Hier wird Experten bei Repressionsbehörden sicherlich nichts "in die Hände [ge]spielt", von dem wir nicht davon ausgehen müssten, dass es nicht von großen Mängeln in deren Professionalität zeugen würde, wenn sie es nochnicht gewusst hätten. Sicherlich ist es meist eine gute Vorgehensweise, erstmal den Zielen einen Wissensvorsprung zu geben, wenn man es gut mit ihnen meint. Und nach eigenen Angaben wurde die Aktion ja auch erst als Eskalationsstufe nach mangelndem Echo auf Warnungen gemacht - wobei natürlich die Sache mit den Riseup-Lücken ungeklärt bleibt. Doch vor allem führe man sich vor Augen, dass hier keine großen Kunststücke vollführt wurden, sondern - um einen hinkenden Vergleich zu bemühen - quasi nur Türklinken gedrückt wurden, um zu sehen, ob abgesperrt ist. Bei diesen Zuständen ist es deutlich angezeigt auch Druck aufzubauen, da solche Sicherheitsmängel eben nicht nur Privatsache der jeweiligen Person sind, sondern auch jeweils alle betrifft, die mit ihr Kontakt haben.

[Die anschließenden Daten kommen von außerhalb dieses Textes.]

//! Configuration fingerprinting: deterministic identity of an engine config.
//!
//! Two configs with equal thresholds hash equal regardless of how they were
//! built (preset, TOML, code). Batch results are keyed by this hash so that
//! decisions from different variants never mix.

use std::fmt;

use serde::{Deserialize, Serialize};

use crate::config::EngineConfig;

/// BLAKE3 hex digest of the canonical JSON form of an `EngineConfig`.
#[derive(Debug, Clone, PartialEq, Eq, Hash, PartialOrd, Ord, Serialize, Deserialize)]
pub struct ConfigHash(pub String);

impl ConfigHash {
    pub fn from_bytes(bytes: &[u8]) -> Self {
        Self(blake3::hash(bytes).to_hex().to_string())
    }

    /// First 12 hex characters, for logs.
    pub fn short(&self) -> &str {
        &self.0[..self.0.len().min(12)]
    }
}

impl fmt::Display for ConfigHash {
    fn fmt(&self, f: &mut fmt::Formatter<'_>) -> fmt::Result {
        f.write_str(&self.0)
    }
}

impl EngineConfig {
    /// Structural + parametric identity of this configuration.
    ///
    /// Field order is fixed by the struct definitions, so serde_json output is
    /// canonical.
    pub fn fingerprint(&self) -> ConfigHash {
        // Plain structs of numbers, bools and unit enums: serialization cannot fail.
        let json = serde_json::to_vec(self).expect("EngineConfig must serialize");
        ConfigHash::from_bytes(&json)
    }
}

Dass die angeblich 100 geöffneten Accounts vorher gewarnt wurden, das glaubst du doch wohl selbst nicht? Das ist nichts als  billige Schutzbehauptung. bzw. falseflag. So stützen sich die Angaben über die angeblichen Sicherheitsmängel und dass "keine großen Kunststücke" vollbracht worden seien, lediglich auf die Behauptungen der Phönix-Gruppe, wobei die letzte Aussage nicht ganz richtig ist, da hier auch von Keyloggern und erfolgreichem Bruteforcing die Rede war, womit ein weitaus Größerer Aufwand betrieben wurde, als behauptet. Warum sollten solche Methoden nötig sein, wenn alle der genannten Gruppen Passwörter wie "anarchy" und "Sternburg" oder primitive Passwortvergessen-Abfragen gehabt hätten bzw. alle Gruppenmitglieder herumrennen und fremden die Passwörter nennen? Genau hier liegt doch der infame Gehalt der Aktion, da werden eine Hand voll Gruppen, die der Autor als "dominant" empfindet praktisch mit allerlei Vorwürfen in Beziehung gesetzt und die Diffamierung fruchtet, da kaum jemand für möglich hält, was bereits an der Art, wie die "Sicherheitsmängel" und Gruppenstrukturen eingebracht werden deutlich wird. Eine Kollektivstrafe, die sich bei genauerem Hinsehen als gezielte Diffamierung bestimmter Gruppen entpuppt. Vielleicht lohnt es sich in dieser Frage auch mit betroffenen Strukturen Kontakt aufzunehmen, anstelle dem Phönix sämtliche (legitimatorischen Schutz-)Behauptungen sowohl zur Durchführung als auch zum Grad der Informationserlangung blauäugig abzukaufen.